# [What the exercise asks]
Starting at the first line of the data below, retype every line up to and including the one containing "pub fn registry(&self)".

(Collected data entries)
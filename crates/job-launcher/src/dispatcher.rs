//! In-process dispatch of admitted tasks to the launcher.

use std::collections::{HashMap, HashSet};
use std::sync::{Arc, Mutex};

use async_trait::async_trait;
use job_core::{
    BackendError, ExecutionBackend, FailureNotice, PreflightError, ResultExt, StoreResult,
    TaskDispatcher, TaskId, TaskNode, TaskStatus, TaskUpdate,
};
use uuid::Uuid;

use crate::engine::Launcher;

type FinishHook = Arc<dyn Fn(&TaskNode) + Send + Sync>;

/// Execution handles of launches still running in this process.
#[derive(Clone, Default)]
pub struct ActiveRegistry {
    handles: Arc<Mutex<HashMap<String, TaskId>>>,
}

impl ActiveRegistry {
    pub fn new() -> Self {
        Self::default()
    }

    pub fn register(&self, handle: &str, task_id: TaskId) {
        if let Ok(mut handles) = self.handles.lock() {
            handles.insert(handle.to_string(), task_id);
        }
    }

    pub fn release(&self, handle: &str) {
        if let Ok(mut handles) = self.handles.lock() {
            handles.remove(handle);
        }
    }

    pub fn len(&self) -> usize {
        self.handles.lock().map(|h| h.len()).unwrap_or(0)
    }

    pub fn is_empty(&self) -> bool {
        self.len() == 0
    }
}

#[async_trait]
impl ExecutionBackend for ActiveRegistry {
    async fn active_handles(&self) -> Result<HashSet<String>, BackendError> {
        let handles = self
            .handles
            .lock()
            .map_err(|e| BackendError::Unavailable(format!("registry poisoned: {}", e)))?;
        Ok(handles.keys().cloned().collect())
    }
}

/// Runs each started task as a supervised launch on the local host.
pub struct LocalDispatcher {
    launcher: Arc<Launcher>,
    registry: ActiveRegistry,
    on_finish: Option<FinishHook>,
}

impl LocalDispatcher {
    pub fn new(launcher: Arc<Launcher>, registry: ActiveRegistry) -> Self {
        Self {
            launcher,
            registry,
            on_finish: None,
        }
    }

    /// Called with the final record after every launch ends.
    pub fn on_finish(mut self, hook: impl Fn(&TaskNode) + Send + Sync + 'static) -> Self {
        self.on_finish = Some(Arc::new(hook));
        self
    }

    pub fn registry(&self) -> &ActiveRegistry {
        &self.registry
    }
}

#[async_trait]
impl TaskDispatcher for LocalDispatcher {
    async fn preflight(&self, task: &TaskNode) -> Result<(), PreflightError> {
        if !matches!(
            task.status,
            TaskStatus::New | TaskStatus::Waiting | TaskStatus::Pending
        ) {
            return Err(PreflightError::WrongStatus(task.status));
        }
        self.launcher.check(task)?;
        Ok(())
    }

    async fn start(&self, task: &TaskNode, notice: FailureNotice) -> StoreResult<String> {
        let handle = Uuid::new_v4().to_string();
        self.registry.register(&handle, task.id);

        let running = match self.launcher.begin(task, &handle).await {
            Ok(running) => running,
            Err(e) => {
                self.registry.release(&handle);
                return Err(e);
            }
        };

        let launcher = Arc::clone(&self.launcher);
        let registry = self.registry.clone();
        let on_finish = self.on_finish.clone();
        let handle_owned = handle.clone();

        tokio::spawn(async move {
            let task_id = running.id;
            let fallback = running.clone();
            let supervised = {
                let launcher = Arc::clone(&launcher);
                tokio::spawn(async move { launcher.supervise(running).await })
            };

            let finished = match supervised.await {
                Ok(finished) => finished,
                Err(e) => {
                    tracing::error!(task_id, error = %e, "Launch supervisor crashed");
                    crash_record(&launcher, fallback).await
                }
            };

            registry.release(&handle_owned);

            if finished.status != TaskStatus::Successful && !notice.is_empty() {
                notice.apply(launcher.store().as_ref(), &finished).await;
            }
            if let Some(hook) = on_finish {
                hook(&finished);
            }
        });

        Ok(handle)
    }
}

/// Record a crashed supervisor as an error, keeping any status it already wrote.
async fn crash_record(launcher: &Launcher, fallback: TaskNode) -> TaskNode {
    let store = launcher.store();
    let current = store
        .get(fallback.id)
        .await
        .log("reloading crashed task")
        .unwrap_or(fallback);
    if current.status.is_terminal() {
        return current;
    }
    let update = TaskUpdate::finished(TaskStatus::Error, "Launcher crashed").expecting(current.status);
    match store.update(current.id, update).await {
        Ok(node) => node,
        Err(e) => {
            tracing::error!(task_id = current.id, error = %e, "Failed to record crashed launch");
            current
        }
    }
}

#[cfg(test)]
mod tests {
    use super::*;

    #[tokio::test]
    async fn test_registry_tracks_handles() {
        let registry = ActiveRegistry::new();
        registry.register("a", 1);
        registry.register("b", 2);
        registry.release("a");

        let handles = registry.active_handles().await.unwrap();
        assert_eq!(handles, HashSet::from(["b".to_string()]));
        assert_eq!(registry.len(), 1);
    }
}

# [Solution to the exercise]
filename crates/job-launcher/src/dispatcher.rs
//! In-process dispatch of admitted tasks to the launcher.

use std::collections::{HashMap, HashSet};
use std::sync::{Arc, Mutex};

use async_trait::async_trait;
use job_core::{
    BackendError, ExecutionBackend, FailureNotice, PreflightError, ResultExt, StoreResult,
    TaskDispatcher, TaskId, TaskNode, TaskStatus, TaskUpdate,
};
use uuid::Uuid;

use crate::engine::Launcher;

type FinishHook = Arc<dyn Fn(&TaskNode) + Send + Sync>;

/// Execution handles of launches still running in this process.
#[derive(Clone, Default)]
pub struct ActiveRegistry {
    handles: Arc<Mutex<HashMap<String, TaskId>>>,
}

impl ActiveRegistry {
    pub fn new() -> Self {
        Self::default()
    }

    pub fn register(&self, handle: &str, task_id: TaskId) {
        if let Ok(mut handles) = self.handles.lock() {
            handles.insert(handle.to_string(), task_id);
        }
    }

    pub fn release(&self, handle: &str) {
        if let Ok(mut handles) = self.handles.lock() {
            handles.remove(handle);
        }
    }

    pub fn len(&self) -> usize {
        self.handles.lock().map(|h| h.len()).unwrap_or(0)
    }

    pub fn is_empty(&self) -> bool {
        self.len() == 0
    }
}

#[async_trait]
impl ExecutionBackend for ActiveRegistry {
    async fn active_handles(&self) -> Result<HashSet<String>, BackendError> {
        let handles = self
            .handles
            .lock()
            .map_err(|e| BackendError::Unavailable(format!("registry poisoned: {}", e)))?;
        Ok(handles.keys().cloned().collect())
    }
}

/// Runs each started task as a supervised launch on the local host.
pub struct LocalDispatcher {
    launcher: Arc<Launcher>,
    registry: ActiveRegistry,
    on_finish: Option<FinishHook>,
}

impl LocalDispatcher {
    pub fn new(launcher: Arc<Launcher>, registry: ActiveRegistry) -> Self {
        Self {
            launcher,
            registry,
            on_finish: None,
        }
    }

    /// Called with the final record after every launch ends.
    pub fn on_finish(mut self, hook: impl Fn(&TaskNode) + Send + Sync + 'static) -> Self {
        self.on_finish = Some(Arc::new(hook));
        self
    }

    pub fn registry(&self) -> &ActiveRegistry {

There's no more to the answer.